Direktur Eksekutif AAJI Emira E. Oepangat mengatakan, fokus industri saat ini tidak hanya pada pertumbuhan jumlah tenaga pemasar, namun juga peningkatan kualitas dan profesionalisme agen asuransi.

"Stabilitas ini mencerminkan kepercayaan masyarakat terhadap perlindungan jiwa, yang tidak lepas dari peran tenaga pemasar profesional dan beretika," kata Emira saat konferensi pers di kawasan Cilandak, Jakarta Selatan, Kamis (18/6/2026).

Ia menambahkan, kode etik tenaga pemasar yang telah diterbitkan AAJI perlu diterapkan secara konsisten oleh seluruh agen maupun perusahaan asuransi jiwa.

Langkah tersebut dinilai penting untuk mencegah praktik-praktik yang tidak sesuai seperti poaching, twisting, mis-selling, maupun penyalahgunaan informasi dalam aktivitas pemasaran.

"Sebagai bagian dari upaya menjaga profesionalisme, AAJI melalui Lembaga Sertifikasi Profesi telah menerima SK Lisensi dari Badan Nasional Sertifikasi Profesi (BNSP) untuk menjalankan program sertifikasi," ungkap Amira.

Di sisi lain, pengembangan kapasitas tenaga pemasar juga akan menjadi salah satu fokus melalui pelaksanaan MDRT Day by MCC Indonesia 2026 yang dijadwalkan berlangsung pada 15 Juli 2026 di Jakarta.

Committee Chair MDRT Day by MCC Indonesia 2026, Lisa, mengatakan tema yang diangkat tahun ini adalah "The Unshakable", yang menggambarkan ketangguhan agen asuransi dalam menghadapi berbagai tantangan.

"Di dunia asuransi, kita adalah pelaut kehidupan. Kapal kita adalah komitmen, layar kita adalah mimpi, dan arah kita adalah perlindungan bagi setiap keluarga yang kita temui. Tugas kita bukan hanya menjual polis, tetapi menjadi cahaya di tengah badai kehidupan orang lain," ujar Lisa.
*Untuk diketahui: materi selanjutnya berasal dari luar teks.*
//! Structured logging for the water-quality monitoring service.
//!
//! Installs the tracing subscriber and provides failure-classification
//! helpers so every source failure is logged with its contaminant, source
//! and classification as structured fields.
//!
//! Levels follow the fallback model: a live source failing over to the
//! cache snapshot is a WARN; a contaminant with no data at all after the
//! fallback is an ERROR.

use std::fmt;

use tracing::{error, info, warn};
use tracing_subscriber::EnvFilter;

use crate::model::{Contaminant, WaterError};

// ---------------------------------------------------------------------------
// Subscriber setup
// ---------------------------------------------------------------------------

/// Installs the global subscriber. `RUST_LOG` takes precedence over `level`.
///
/// Safe to call more than once; later calls are ignored.
pub fn init_logging(level: &str, json: bool) {
    let filter = EnvFilter::try_from_default_env().unwrap_or_else(|_| EnvFilter::new(level));
    let builder = tracing_subscriber::fmt()
        .with_env_filter(filter)
        .with_target(false)
        .with_writer(std::io::stderr);

    let result = if json {
        builder.json().try_init()
    } else {
        builder.try_init()
    };
    if let Err(e) = result {
        eprintln!("logging already initialised: {}", e);
    }
}

// ---------------------------------------------------------------------------
// Failure Classification
// ---------------------------------------------------------------------------

#[derive(Debug, Clone, Copy, PartialEq, Eq)]
pub enum FailureType {
    /// Expected failure - the source simply has no rows for this query
    Expected,
    /// Unexpected failure - indicates source degradation, a payload change, or misconfiguration
    Unexpected,
    /// Unknown - cannot tell whether the source is down or just slow
    Unknown,
}

impl fmt::Display for FailureType {
    fn fmt(&self, f: &mut fmt::Formatter<'_>) -> fmt::Result {
        match self {
            FailureType::Expected => write!(f, "EXPECTED"),
            FailureType::Unexpected => write!(f, "UNEXPECTED"),
            FailureType::Unknown => write!(f, "UNKNOWN"),
        }
    }
}

/// Classifies a resolution failure by its error kind.
pub fn classify_failure(err: &WaterError) -> FailureType {
    match err {
        WaterError::NotFound(_) => FailureType::Expected,
        WaterError::Timeout { .. } => FailureType::Unknown,
        WaterError::Network(_) | WaterError::Validation(_) | WaterError::Configuration(_) => {
            FailureType::Unexpected
        }
    }
}

// ---------------------------------------------------------------------------
// Structured Failure Logging
// ---------------------------------------------------------------------------

/// Logs a live source failure that is about to fall back to the cache.
pub fn log_source_failure(contaminant: Contaminant, source: &str, err: &WaterError) {
    warn!(
        contaminant = %contaminant,
        source,
        failure = %classify_failure(err),
        error = %err,
        "Live source failed; falling back to cache snapshot"
    );
}

/// Logs a contaminant dropped from a collection because neither the live
/// source nor the cache produced data.
pub fn log_collection_drop(contaminant: Contaminant, err: &WaterError) {
    error!(
        contaminant = %contaminant,
        failure = %classify_failure(err),
        error = %err,
        "No data available; contaminant omitted from collection"
    );
}

// ---------------------------------------------------------------------------
// Collection Summary Logging
// ---------------------------------------------------------------------------

/// Logs a summary of a collection resolution.
pub fn log_collection_summary(requested: usize, resolved: usize) {
    let dropped = requested.saturating_sub(resolved);
    if dropped == 0 {
        info!(requested, resolved, "Collection resolved");
    } else if resolved == 0 {
        error!(requested, resolved, dropped, "Collection resolved with no data");
    } else {
        warn!(requested, resolved, dropped, "Collection resolved partially");
    }
}
//! Fixed vocation table, indexed by the save's vocation byte.

#[derive(Debug, Clone, Copy, PartialEq, Eq)]
pub struct Vocation {
    pub name: &'static str,
    pub primary: &'static [&'static str],
    pub secondary: &'static [&'static str],
}

pub const VOCATION_COUNT: usize = 9;

pub const VOCATIONS: [Vocation; VOCATION_COUNT] = [
    Vocation {
        name: "Fighter",
        primary: &["Swords"],
        secondary: &["Shields"],
    },
    Vocation {
        name: "Strider",
        primary: &["Daggers"],
        secondary: &["Shortbows"],
    },
    Vocation {
        name: "Mage",
        primary: &["Staves"],
        secondary: &[],
    },
    Vocation {
        name: "Mystic Knight",
        primary: &["Swords", "Staves", "Maces"],
        secondary: &["Magick Shields"],
    },
    Vocation {
        name: "Assassin",
        primary: &["Swords", "Daggers"],
        secondary: &["Shields", "Shortbows"],
    },
    Vocation {
        name: "Magick Archer",
        primary: &["Staves", "Daggers"],
        secondary: &["Magick Bows"],
    },
    Vocation {
        name: "Warrior",
        primary: &["Longswords", "Warhammers"],
        secondary: &["Shields"],
    },
    Vocation {
        name: "Ranger",
        primary: &["Daggers"],
        secondary: &["Longbows"],
    },
    Vocation {
        name: "Sorcerer",
        primary: &["Archistaves"],
        secondary: &[],
    },
];

pub fn get(index: i64) -> Option<&'static Vocation> {
    usize::try_from(index).ok().and_then(|i| VOCATIONS.get(i))
}

pub fn name(index: i64) -> &'static str {
    get(index).map(|vocation| vocation.name).unwrap_or("Unknown")
}
//! Line-oriented change review between two payload serializations.
//!
//! Structure is fixed across a load→mutate→save cycle, so the two texts
//! line up line for line; every pair that differs is reported for operator
//! review. Nothing here applies changes.

use serde::Serialize;

#[derive(Debug, Clone, PartialEq, Eq, Serialize)]
pub struct DiffLine {
    /// Zero-based line number, identical in both serializations.
    pub line: usize,
    pub old: String,
    pub new: String,
}

pub fn lines(old: &str, new: &str) -> Vec<DiffLine> {
    old.lines()
        .zip(new.lines())
        .enumerate()
        .filter(|(_, (old_line, new_line))| old_line != new_line)
        .map(|(line, (old_line, new_line))| DiffLine {
            line,
            old: old_line.to_string(),
            new: new_line.to_string(),
        })
        .collect()
}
Sementara itu, MDRT Indonesia Country Chair 2025–2026, Mentari Winarni, menilai tenaga pemasar perlu terus meningkatkan kapasitas diri agar mampu bersaing dan menjalankan peran sebagai penasihat keuangan yang andal.

"Agen asuransi harus terus meningkatkan kapasitas diri sebagai penasihat keuangan yang andal dan dapat bersaing di pasar global,” ujar Mentari.